The MS8 looks very interesting and promising. I am enjoying my system for now, and might look at it in the future. Let me get some listening to the amp with some dynamic material that has soft and quick, loud passages, and I can post some findings. Thx


----------



## roller (Oct 30, 2009)

Good to hear on the new chip. My Leviathan has been experiencing problems described on this forum. Problem is I already replaced the Leviathan with another amp before Zed started replacing the new chips.

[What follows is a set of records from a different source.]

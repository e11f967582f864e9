use anyhow::Context;
use dotenvy::dotenv;
use std::sync::Arc;
use tracing::info;
use tracing_subscriber::EnvFilter;

use crmserver::config::AppConfig;
use crmserver::shared::migration;
use crmserver::shared::state::AppState;
use crmserver::shared::utils::create_conn;
use crmserver::web_server;

#[tokio::main]
async fn main() -> anyhow::Result<()> {
    dotenv().ok();

    tracing_subscriber::fmt()
        .with_env_filter(
            EnvFilter::try_from_default_env()
                .unwrap_or_else(|_| EnvFilter::new("crmserver=info,tower_http=info")),
        )
        .init();

    let config = AppConfig::from_env().context("failed to load configuration")?;

    let pool = create_conn(&config.database).context("failed to create database pool")?;
    migration::run(&pool).context("failed to run schema migration")?;

    let addr = config.server.socket_addr();
    let state = Arc::new(AppState::new(config, pool));

    info!("crmserver listening on {addr}");
    web_server::run_server(state, addr)
        .await
        .context("server exited with error")
}
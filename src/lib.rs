pub mod admin;
pub mod auth;
pub mod chatter;
pub mod clients;
pub mod config;
pub mod customers;
pub mod email;
pub mod files;
pub mod leads;
pub mod meetings;
pub mod notes;
pub mod security;
pub mod shared;
pub mod templates;
pub mod todos;
pub mod web_server;
pub mod webhooks;
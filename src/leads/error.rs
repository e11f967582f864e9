use axum::{response::IntoResponse, Json};

#[derive(Debug, thiserror::Error)]
pub enum LeadsError {
    #[error("Database connection failed")]
    DatabaseConnection,
    #[error("Lead not found")]
    NotFound,
    #[error("You do not have access to this client")]
    Forbidden,
    #[error("A lead with email {0} already exists for this client")]
    DuplicateEmail(String),
    #[error("Validation error: {0}")]
    Validation(String),
    #[error("Database error: {0}")]
    Database(String),
}

impl IntoResponse for LeadsError {
    fn into_response(self) -> axum::response::Response {
        use axum::http::StatusCode;
        let status = match &self {
            Self::NotFound => StatusCode::NOT_FOUND,
            Self::Forbidden => StatusCode::FORBIDDEN,
            Self::DuplicateEmail(_) => StatusCode::CONFLICT,
            Self::Validation(_) => StatusCode::BAD_REQUEST,
            Self::DatabaseConnection | Self::Database(_) => StatusCode::INTERNAL_SERVER_ERROR,
        };
        (
            status,
            Json(serde_json::json!({ "error": self.to_string() })),
        )
            .into_response()
    }
}
use axum::http::Method;
use tower_http::cors::{AllowHeaders, AllowOrigin, CorsLayer};

#[derive(Debug, Clone)]
pub struct CorsConfig {
    pub allowed_methods: Vec<Method>,
    pub max_age_secs: u64,
}

impl Default for CorsConfig {
    fn default() -> Self {
        Self {
            allowed_methods: vec![
                Method::GET,
                Method::POST,
                Method::PUT,
                Method::DELETE,
                Method::OPTIONS,
            ],
            max_age_secs: 3600,
        }
    }
}

/// The API is consumed by browser clients served from elsewhere, so the
/// layer mirrors the permissive header set the serverless endpoints sent.
pub fn create_cors_layer() -> CorsLayer {
    let config = CorsConfig::default();
    CorsLayer::new()
        .allow_origin(AllowOrigin::any())
        .allow_methods(config.allowed_methods)
        .allow_headers(AllowHeaders::any())
        .max_age(std::time::Duration::from_secs(config.max_age_secs))
}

I think I might get the chip replaced then sell the Leviathan.


----------



## craustin (Oct 26, 2009)

Follow up: The delay on my Leviathan is actually 4 seconds on turn on. It seemed longer to me because the entire NAV screen takes like 5 seconds to come on, but I timed the time my Leviathan takes after the MB Quart amp, and its just 4 seconds. I played very dynamic material on my system, and I had no funny or unusual sounds coming from the amp, just great sound. I used some Telarc classical recordings, like the Magnificent Seven, and Gaîté Parisienne. Both are very well recorded, and are extremely dynamic, going from very soft passages, to big orchestral attacks, and all I got was great, dynamic music. Just my two cents.


----------



## alachua (Jun 30, 2008)

That is really great to hear! Is the system still impressing you like it was on day one?


----------



## tyndallcbr (Feb 13, 2011)

Hello craustin,
I joined this forum recently to research specifics about 2010/2011 mustang installations. You are my first contact with a forum member and I have no posts, so I hope you don't mind this contact. Could you tell me more specifics about your setup? You stated that "It is running a pair of Polk audio SR 5 1/4 components in the front channels, running the Scanspeak Discovery 8" woofer in the doors with the bandpass setting, and a Boston Acoustic G5 10" in the rear. I am also running an MB quart 4100 series with 2 channels running rear fill." Can you tell me how you have your amps wired, number of channels, and how the Audiocontrol lc8i is integrated between the factory Navigation unit? I like the idea of using the 8" woofer in the doors with a component setup in the front door. 
Thanks,
Sean


----------



## craustin (Oct 26, 2009)

Hey Sean, no problem. The Leviathan is a six channel amp, and I run the front comps with channels 1 and 2. These are currently run in a passive configuration. Channels 3 and 4 run the 8"s in the doors, in a bandpass mode. Channels 5 and 6 run my single Sub. I also have two channels of the mb Quart amp running the rear fill, and have two extra channels that are not used. The lc8i is wired after the stock amps in the Shelby, that way I could keep my dsp and all other functions of the Navigation unit intact. The sound is incredible, and it rivals if not betters some of my previous systems, with a high end aftermarket head unit. Hope this helps.


----------



## tyndallcbr (Feb 13, 2011)

Thanks! Where did you install the Audiocontrol and amps?


----------



## craustin (Oct 26, 2009)

They are mounted in the spare tire well.


----------



## craustin (Oct 26, 2009)

I forgot to mention, that in the Shelbys, there is no spare tire there from the factory. It just has a little inflatable unit in a small enclosure. Therefore it was easy for me to pick this location for the install.


----------



## King Nothing (Oct 10, 2005)

shelby pics please....


----------



## craustin (Oct 26, 2009)

Post some soon


----------



## cutra (Nov 21, 2006)

I too would love to see some pictures!!


----------



## aV8ter (Sep 4, 2009)

You have the 8 ohm or 4 ohm discovery 8'' on the Leviathan? How do you like them?


----------



## craustin (Oct 26, 2009)

Mine are the 4ohm. I like them a lot. I had some pics in there, but got erased somehow. Will post some more soon.


----------



## aV8ter (Sep 4, 2009)

craustin said:


> Mine are the 4ohm. I like them a lot. I had some pics in there, but got erased somehow. Will post some more soon.


They rattle the crap out of your doors? How much deadening did you do? I want to run them in my car but Can't afford the all the extra weight of deadening needed. I might just stick with the 7'' discovery.

How do they do on that power? I got a Levi sitting in a box right here and wouldn't mind giving them a shot. Can they take all the power or do you have the amp rolled back a bit?


----------